A verbatim copy of all entries is the expected output.

[Dataset entries]
-----
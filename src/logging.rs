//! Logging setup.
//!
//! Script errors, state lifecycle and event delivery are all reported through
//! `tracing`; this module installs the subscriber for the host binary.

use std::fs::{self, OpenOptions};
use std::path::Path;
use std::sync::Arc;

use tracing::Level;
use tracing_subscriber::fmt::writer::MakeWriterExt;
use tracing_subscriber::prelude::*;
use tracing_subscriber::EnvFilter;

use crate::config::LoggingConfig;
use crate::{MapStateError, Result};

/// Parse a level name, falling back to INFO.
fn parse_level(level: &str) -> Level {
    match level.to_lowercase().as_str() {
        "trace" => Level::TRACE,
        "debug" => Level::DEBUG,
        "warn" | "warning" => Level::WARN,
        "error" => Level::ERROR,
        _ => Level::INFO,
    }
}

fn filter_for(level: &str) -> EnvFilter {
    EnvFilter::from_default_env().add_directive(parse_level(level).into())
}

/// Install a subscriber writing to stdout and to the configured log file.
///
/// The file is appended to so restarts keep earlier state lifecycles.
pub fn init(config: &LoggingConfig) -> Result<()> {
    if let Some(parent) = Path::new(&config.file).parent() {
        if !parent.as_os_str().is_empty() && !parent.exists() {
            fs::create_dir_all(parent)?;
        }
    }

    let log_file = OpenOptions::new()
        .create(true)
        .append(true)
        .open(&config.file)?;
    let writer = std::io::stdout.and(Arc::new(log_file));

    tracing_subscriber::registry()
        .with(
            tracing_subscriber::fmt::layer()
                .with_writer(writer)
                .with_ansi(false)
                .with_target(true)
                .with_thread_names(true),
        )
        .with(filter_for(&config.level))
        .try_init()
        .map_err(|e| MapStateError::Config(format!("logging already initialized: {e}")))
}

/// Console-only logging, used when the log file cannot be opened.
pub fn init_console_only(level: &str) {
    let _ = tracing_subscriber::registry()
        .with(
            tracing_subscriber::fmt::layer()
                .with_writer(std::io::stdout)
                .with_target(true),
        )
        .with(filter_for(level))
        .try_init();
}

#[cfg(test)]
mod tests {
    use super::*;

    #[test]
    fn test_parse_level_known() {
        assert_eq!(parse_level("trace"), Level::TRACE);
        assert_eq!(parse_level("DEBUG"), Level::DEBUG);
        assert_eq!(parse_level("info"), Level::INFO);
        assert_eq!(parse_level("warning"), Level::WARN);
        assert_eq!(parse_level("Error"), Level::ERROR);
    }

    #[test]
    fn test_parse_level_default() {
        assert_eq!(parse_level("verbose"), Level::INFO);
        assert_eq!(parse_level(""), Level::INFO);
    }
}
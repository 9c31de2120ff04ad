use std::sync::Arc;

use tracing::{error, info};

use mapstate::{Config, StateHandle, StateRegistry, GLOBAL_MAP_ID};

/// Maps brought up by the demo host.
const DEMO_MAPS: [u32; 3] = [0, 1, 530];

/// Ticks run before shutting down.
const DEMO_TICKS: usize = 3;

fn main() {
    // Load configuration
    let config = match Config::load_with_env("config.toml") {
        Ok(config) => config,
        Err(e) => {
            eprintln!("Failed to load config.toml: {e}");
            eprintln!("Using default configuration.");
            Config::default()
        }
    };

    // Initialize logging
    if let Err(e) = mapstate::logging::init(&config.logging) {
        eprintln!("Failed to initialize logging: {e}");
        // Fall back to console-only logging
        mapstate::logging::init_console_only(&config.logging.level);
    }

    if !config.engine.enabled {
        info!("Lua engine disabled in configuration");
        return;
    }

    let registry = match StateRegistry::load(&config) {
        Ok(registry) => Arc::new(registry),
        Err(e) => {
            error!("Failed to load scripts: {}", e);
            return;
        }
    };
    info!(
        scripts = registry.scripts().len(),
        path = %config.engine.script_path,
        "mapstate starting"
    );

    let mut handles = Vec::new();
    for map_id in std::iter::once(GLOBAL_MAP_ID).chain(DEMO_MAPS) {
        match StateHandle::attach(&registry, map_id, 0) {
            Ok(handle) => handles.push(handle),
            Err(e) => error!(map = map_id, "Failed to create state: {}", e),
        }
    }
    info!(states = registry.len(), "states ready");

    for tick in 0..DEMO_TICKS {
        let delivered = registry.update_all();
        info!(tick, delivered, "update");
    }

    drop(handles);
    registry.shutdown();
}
-----
§ ANSWER AREA
filename src/logging.rs
//! Logging setup.
//!
//! Script errors, state lifecycle and event delivery are all reported through
//! `tracing`; this module installs the subscriber for the host binary.

use std::fs::{self, OpenOptions};
use std::path::Path;
use std::sync::Arc;

use tracing::Level;
use tracing_subscriber::fmt::writer::MakeWriterExt;
use tracing_subscriber::prelude::*;
use tracing_subscriber::EnvFilter;

use crate::config::LoggingConfig;
use crate::{MapStateError, Result};

/// Parse a level name, falling back to INFO.
fn parse_level(level: &str) -> Level {
    match level.to_lowercase().as_str() {
        "trace" => Level::TRACE,
        "debug" => Level::DEBUG,
        "warn" | "warning" => Level::WARN,
        "error" => Level::ERROR,
        _ => Level::INFO,
    }
}

fn filter_for(level: &str) -> EnvFilter {
    EnvFilter::from_default_env().add_directive(parse_level(level).into())
}

/// Install a subscriber writing to stdout and to the configured log file.
///
/// The file is appended to so restarts keep earlier state lifecycles.
pub fn init(config: &LoggingConfig) -> Result<()> {
    if let Some(parent) = Path::new(&config.file).parent() {
        if !parent.as_os_str().is_empty() && !parent.exists() {
            fs::create_dir_all(parent)?;
        }
    }

    let log_file = OpenOptions::new()
        .create(true)
        .append(true)
        .open(&config.file)?;
    let writer = std::io::stdout.and(Arc::new(log_file));

    tracing_subscriber::registry()
        .with(
            tracing_subscriber::fmt::layer()
                .with_writer(writer)
                .with_ansi(false)
                .with_target(true)
                .with_thread_names(true),
        )
        .with(filter_for(&config.level))
        .try_init()
        .map_err(|e| MapStateError::Config(format!("logging already initialized: {e}")))
}

/// Console-only logging, used when the log file cannot be opened.
pub fn init_console_only(level: &str) {
    let _ = tracing_subscriber::registry()
        .with(
            tracing_subscriber::fmt::layer()
                .with_writer(std::io::stdout)
                .with_target(true),
        )
        .with(filter_for(level))
        .try_init();
}

#[cfg(test)]
mod tests {
    use super::*;

    #[test]
    fn test_parse_level_known() {
        assert_eq!(parse_level("trace"), Level::TRACE);
        assert_eq!(parse_level("DEBUG"), Level::DEBUG);
        assert_eq!(parse_level("info"), Level::INFO);
        assert_eq!(parse_level("warning"), Level::WARN);
        assert_eq!(parse_level("Error"), Level::ERROR);
    }

    #[test]
    fn test_parse_level_default() {
        assert_eq!(parse_level("verbose"), Level::INFO);
        assert_eq!(parse_level(""), Level::INFO);
    }
}
repository 9c31de2120ff04ad
use std::sync::Arc;

use tracing::{error, info};

use mapstate::{Config, StateHandle, StateRegistry, GLOBAL_MAP_ID};

/// Maps brought up by the demo host.
const DEMO_MAPS: [u32; 3] = [0, 1, 530];

/// Ticks run before shutting down.
const DEMO_TICKS: usize = 3;

fn main() {
    // Load configuration
    let config = match Config::load_with_env("config.toml") {
        Ok(config) => config,
        Err(e) => {
            eprintln!("Failed to load config.toml: {e}");
            eprintln!("Using default configuration.");
            Config::default()
        }
    };

    // Initialize logging
    if let Err(e) = mapstate::logging::init(&config.logging) {
        eprintln!("Failed to initialize logging: {e}");
        // Fall back to console-only logging
        mapstate::logging::init_console_only(&config.logging.level);
    }

    if !config.engine.enabled {
        info!("Lua engine disabled in configuration");
        return;
    }

    let registry = match StateRegistry::load(&config) {
        Ok(registry) => Arc::new(registry),
        Err(e) => {
            error!("Failed to load scripts: {}", e);
            return;
        }
    };
    info!(
        scripts = registry.scripts().len(),
        path = %config.engine.script_path,
        "mapstate starting"
    );

    let mut handles = Vec::new();
    for map_id in std::iter::once(GLOBAL_MAP_ID).chain(DEMO_MAPS) {
        match StateHandle::attach(&registry, map_id, 0) {
            Ok(handle) => handles.push(handle),
            Err(e) => error!(map = map_id, "Failed to create state: {}", e),
        }
    }
    info!(states = registry.len(), "states ready");

    for tick in 0..DEMO_TICKS {
        let delivered = registry.update_all();
        info!(tick, delivered, "update");
    }

    drop(handles);
    registry.shutdown();
}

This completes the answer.